* Activity *
A verbatim copy of the listing is the expected output.

* Records supplied *
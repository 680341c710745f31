//! Host lifecycle signals
//!
//! The agent host delivers these as JSON objects tagged by `type`. Every
//! field other than the tag is optional: a payload missing what a handler
//! needs turns into a no-op for that handler, never an error.

use serde::{Deserialize, Serialize};
use serde_json::Value;

/// Host-reported session status
#[derive(Debug, Clone, Copy, PartialEq, Eq, Serialize, Deserialize)]
#[serde(rename_all = "lowercase")]
pub enum HostStatus {
    Busy,
    Idle,
    Retry,
    #[serde(other)]
    Unknown,
}

/// A raw callback from the agent host
#[derive(Debug, Clone, PartialEq, Serialize, Deserialize)]
#[serde(tag = "type", rename_all = "snake_case")]
pub enum HostSignal {
    SessionCreated {
        #[serde(default)]
        session_id: Option<String>,
    },
    SessionStatus {
        #[serde(default)]
        session_id: Option<String>,
        #[serde(default)]
        status: Option<HostStatus>,
    },
    /// Deprecated duplicate of `SessionStatus { status: idle }`
    SessionIdle {
        #[serde(default)]
        session_id: Option<String>,
    },
    SessionError {
        #[serde(default)]
        session_id: Option<String>,
        #[serde(default)]
        error: Option<String>,
    },
    SessionCompacted {
        #[serde(default)]
        session_id: Option<String>,
    },
    SessionDeleted {
        #[serde(default)]
        session_id: Option<String>,
    },
    ToolBefore {
        #[serde(default)]
        session_id: Option<String>,
        #[serde(default)]
        tool: Option<String>,
        #[serde(default)]
        args: Value,
    },
    ToolAfter {
        #[serde(default)]
        session_id: Option<String>,
        #[serde(default)]
        tool: Option<String>,
    },
    PermissionAsked {
        #[serde(default)]
        session_id: Option<String>,
        #[serde(default)]
        title: Option<String>,
        #[serde(default)]
        permission: Value,
    },
    PermissionUpdated {
        #[serde(default)]
        session_id: Option<String>,
    },
}

/// Canonical transition request derived from a host signal
#[derive(Debug, Clone, PartialEq)]
pub enum Transition {
    /// A session began; metrics reset
    Begin,
    /// Work is happening (tool start or host busy)
    Work,
    /// The host went idle (both idle signals land here, guarded once)
    Idle,
    /// The agent asked for a human decision
    PermissionAsked { title: Option<String>, permission: Value },
    /// Permission state changed without a new ask
    PermissionUpdated,
    /// The session is gone
    End,
    /// A tool finished; counts toward metrics
    ToolCompleted { tool: String },
    Error { message: Option<String> },
    Compacted,
    /// Nothing to do for this signal
    Ignore,
}

impl HostSignal {
    pub fn session_id(&self) -> Option<&str> {
        match self {
            HostSignal::SessionCreated { session_id }
            | HostSignal::SessionStatus { session_id, .. }
            | HostSignal::SessionIdle { session_id }
            | HostSignal::SessionError { session_id, .. }
            | HostSignal::SessionCompacted { session_id }
            | HostSignal::SessionDeleted { session_id }
            | HostSignal::ToolBefore { session_id, .. }
            | HostSignal::ToolAfter { session_id, .. }
            | HostSignal::PermissionAsked { session_id, .. }
            | HostSignal::PermissionUpdated { session_id } => session_id.as_deref(),
        }
    }

    /// Collapse host-specific signals into one canonical transition
    pub fn normalize(&self) -> Transition {
        match self {
            HostSignal::SessionCreated { .. } => Transition::Begin,
            HostSignal::SessionStatus { status, .. } => match status {
                Some(HostStatus::Busy) | Some(HostStatus::Retry) => Transition::Work,
                Some(HostStatus::Idle) => Transition::Idle,
                Some(HostStatus::Unknown) | None => Transition::Ignore,
            },
            HostSignal::SessionIdle { .. } => Transition::Idle,
            HostSignal::SessionError { error, .. } => Transition::Error {
                message: error.clone(),
            },
            HostSignal::SessionCompacted { .. } => Transition::Compacted,
            HostSignal::SessionDeleted { .. } => Transition::End,
            HostSignal::ToolBefore { .. } => Transition::Work,
            HostSignal::ToolAfter { tool, .. } => match tool {
                Some(tool) if !tool.is_empty() => Transition::ToolCompleted { tool: tool.clone() },
                _ => Transition::Ignore,
            },
            HostSignal::PermissionAsked {
                title, permission, ..
            } => Transition::PermissionAsked {
                title: title.clone(),
                permission: permission.clone(),
            },
            HostSignal::PermissionUpdated { .. } => Transition::PermissionUpdated,
        }
    }
}

/// A tool invocation about to run, as seen by the safety engine
#[derive(Debug, Clone, PartialEq)]
pub struct ToolCall {
    pub tool: String,
    /// Shell command, for `bash`
    pub command: Option<String>,
}

impl ToolCall {
    pub fn new(tool: impl Into<String>) -> Self {
        Self {
            tool: tool.into(),
            command: None,
        }
    }

    pub fn bash(command: impl Into<String>) -> Self {
        Self {
            tool: "bash".to_string(),
            command: Some(command.into()),
        }
    }

    /// Extract a tool call from a `tool_before` signal, if it names a tool
    pub fn from_signal(signal: &HostSignal) -> Option<Self> {
        let HostSignal::ToolBefore { tool, args, .. } = signal else {
            return None;
        };
        let tool = tool.as_deref().filter(|t| !t.is_empty())?;
        let command = args
            .get("command")
            .and_then(Value::as_str)
            .map(str::to_string);
        Some(Self {
            tool: tool.to_string(),
            command,
        })
    }
}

* Exercise output *
repository 680341c710745f31
//! Host lifecycle signals
//!
//! The agent host delivers these as JSON objects tagged by `type`. Every
//! field other than the tag is optional: a payload missing what a handler
//! needs turns into a no-op for that handler, never an error.

use serde::{Deserialize, Serialize};
use serde_json::Value;

/// Host-reported session status
#[derive(Debug, Clone, Copy, PartialEq, Eq, Serialize, Deserialize)]
#[serde(rename_all = "lowercase")]
pub enum HostStatus {
    Busy,
    Idle,
    Retry,
    #[serde(other)]
    Unknown,
}

/// A raw callback from the agent host
#[derive(Debug, Clone, PartialEq, Serialize, Deserialize)]
#[serde(tag = "type", rename_all = "snake_case")]
pub enum HostSignal {
    SessionCreated {
        #[serde(default)]
        session_id: Option<String>,
    },
    SessionStatus {
        #[serde(default)]
        session_id: Option<String>,
        #[serde(default)]
        status: Option<HostStatus>,
    },
    /// Deprecated duplicate of `SessionStatus { status: idle }`
    SessionIdle {
        #[serde(default)]
        session_id: Option<String>,
    },
    SessionError {
        #[serde(default)]
        session_id: Option<String>,
        #[serde(default)]
        error: Option<String>,
    },
    SessionCompacted {
        #[serde(default)]
        session_id: Option<String>,
    },
    SessionDeleted {
        #[serde(default)]
        session_id: Option<String>,
    },
    ToolBefore {
        #[serde(default)]
        session_id: Option<String>,
        #[serde(default)]
        tool: Option<String>,
        #[serde(default)]
        args: Value,
    },
    ToolAfter {
        #[serde(default)]
        session_id: Option<String>,
        #[serde(default)]
        tool: Option<String>,
    },
    PermissionAsked {
        #[serde(default)]
        session_id: Option<String>,
        #[serde(default)]
        title: Option<String>,
        #[serde(default)]
        permission: Value,
    },
    PermissionUpdated {
        #[serde(default)]
        session_id: Option<String>,
    },
}

/// Canonical transition request derived from a host signal
#[derive(Debug, Clone, PartialEq)]
pub enum Transition {
    /// A session began; metrics reset
    Begin,
    /// Work is happening (tool start or host busy)
    Work,
    /// The host went idle (both idle signals land here, guarded once)
    Idle,
    /// The agent asked for a human decision
    PermissionAsked { title: Option<String>, permission: Value },
    /// Permission state changed without a new ask
    PermissionUpdated,
    /// The session is gone
    End,
    /// A tool finished; counts toward metrics
    ToolCompleted { tool: String },
    Error { message: Option<String> },
    Compacted,
    /// Nothing to do for this signal
    Ignore,
}

impl HostSignal {
    pub fn session_id(&self) -> Option<&str> {
        match self {
            HostSignal::SessionCreated { session_id }
            | HostSignal::SessionStatus { session_id, .. }
            | HostSignal::SessionIdle { session_id }
            | HostSignal::SessionError { session_id, .. }
            | HostSignal::SessionCompacted { session_id }
            | HostSignal::SessionDeleted { session_id }
            | HostSignal::ToolBefore { session_id, .. }
            | HostSignal::ToolAfter { session_id, .. }
            | HostSignal::PermissionAsked { session_id, .. }
            | HostSignal::PermissionUpdated { session_id } => session_id.as_deref(),
        }
    }

    /// Collapse host-specific signals into one canonical transition
    pub fn normalize(&self) -> Transition {
        match self {
            HostSignal::SessionCreated { .. } => Transition::Begin,
            HostSignal::SessionStatus { status, .. } => match status {
                Some(HostStatus::Busy) | Some(HostStatus::Retry) => Transition::Work,
                Some(HostStatus::Idle) => Transition::Idle,
                Some(HostStatus::Unknown) | None => Transition::Ignore,
            },
            HostSignal::SessionIdle { .. } => Transition::Idle,
            HostSignal::SessionError { error, .. } => Transition::Error {
                message: error.clone(),
            },
            HostSignal::SessionCompacted { .. } => Transition::Compacted,
            HostSignal::SessionDeleted { .. } => Transition::End,
            HostSignal::ToolBefore { .. } => Transition::Work,
            HostSignal::ToolAfter { tool, .. } => match tool {
                Some(tool) if !tool.is_empty() => Transition::ToolCompleted { tool: tool.clone() },
                _ => Transition::Ignore,
            },
            HostSignal::PermissionAsked {
                title, permission, ..
            } => Transition::PermissionAsked {
                title: title.clone(),
                permission: permission.clone(),
            },
            HostSignal::PermissionUpdated { .. } => Transition::PermissionUpdated,
        }
    }
}

/// A tool invocation about to run, as seen by the safety engine
#[derive(Debug, Clone, PartialEq)]
pub struct ToolCall {
    pub tool: String,
    /// Shell command, for `bash`
    pub command: Option<String>,
}

impl ToolCall {
    pub fn new(tool: impl Into<String>) -> Self {
        Self {
            tool: tool.into(),
            command: None,
        }
    }

    pub fn bash(command: impl Into<String>) -> Self {
        Self {
            tool: "bash".to_string(),
            command: Some(command.into()),
        }
    }

    /// Extract a tool call from a `tool_before` signal, if it names a tool
    pub fn from_signal(signal: &HostSignal) -> Option<Self> {
        let HostSignal::ToolBefore { tool, args, .. } = signal else {
            return None;
        };
        let tool = tool.as_deref().filter(|t| !t.is_empty())?;
        let command = args
            .get("command")
            .and_then(Value::as_str)
            .map(str::to_string);
        Some(Self {
            tool: tool.to_string(),
            command,
        })
    }
}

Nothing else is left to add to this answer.